All participants indicated a poor attitude as an obstacle to seeking health information. Similarly, a Zimbabwean study is consistent with this finding, showing that the rudeness of health providers deters pregnant women from seeking care [44].
In Uganda, herbal therapy is a growing trend. Almost all the 52 indigenous tribes that constitute Uganda encourage the use of herbal therapy during pregnancy and the postnatal period. This discourages some mothers from seeking conventional healthcare early during pregnancy. A study conducted in Nepal contradicts this finding. Despite the use of herbal therapy in maternal care, the shyness of pregnant women to be observed by male health providers is an obstacle to seeking health care due to the socio-cultural practices and beliefs deeply rooted in the community [45].
However, proponents of cultural beliefs assert that these beliefs positively influence pregnant mothers to seek care, including information. A health provider elucidated the impact of cultural beliefs on seeking.
Conclusion
Most pregnant women received information, as recommended by the WHO from healthcare providers in easy-to-understand language. The identified gaps in women’s knowledge and in the health messages provided by healthcare providers should be addressed to improve pregnant women’s knowledge and, ultimately, improve health-seeking information behaviors and well-being for both mother and baby.
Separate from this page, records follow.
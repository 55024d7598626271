// self
use crate::obs::{OpKind, OpOutcome};

/// Records an operation outcome via the global metrics recorder (when enabled).
pub fn record_op_outcome(kind: OpKind, outcome: OpOutcome) {
	#[cfg(feature = "metrics")]
	{
		metrics::counter!(
			"parcel_quotes_op_total",
			"op" => kind.as_str(),
			"outcome" => outcome.as_str()
		)
		.increment(1);
	}

	#[cfg(not(feature = "metrics"))]
	{
		let _ = (kind, outcome);
	}
}
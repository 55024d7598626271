//! Client-credentials access tokens and the manager that keeps one fresh.

pub mod manager;
pub mod token;

pub use manager::*;
pub use token::*;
Implications, future directions, and limitations
The findings are crucial for policymakers, practitioners, and researchers. The study findings suggest the need to improve the infrastructure to promote the sharing of health messages and information with pregnant women. Finally, practitioners can use these insights to design interventions that target health-seeking information to enhance maternal health and end maternal mortality. The age range of 16 to 24 years and a limited number of variables are not generalizable to women outside this population. Future studies could address these limitations by using larger samples and investigating additional variables associated with health-seeking information behavior. Finally, study findings can serve as a basis for strengthening and improving existing policies, the availability of information, education, and communication resources, and maternal care services.
Ethical Considerations
Compliance with ethical guidelines
This study was approved by the Ethics Committee of Uganda Christian University, Mukono, Uganda (Code: UCUREC-2023-750). Written consent was obtained from each participant, and their confidentiality and privacy were maintained by anonymizing their details.
Funding
This research was financially supported by Uganda Christian University, Mukono, Uganda (Grant No.: UCU-RF-2023M2).
Authors' contributions
All authors contributed equally to the conception and design of the study, data collection and analysis, interpretation of the results, and drafting of the manuscript. Each author approved the final version of the manuscript for submission.
Conflict of interest
The authors declared no conflicts of interest.
Acknowledgments
The authors acknowledge the support of Uganda Christian University and the contributions of the participants who kindly committed their valuable time to the study.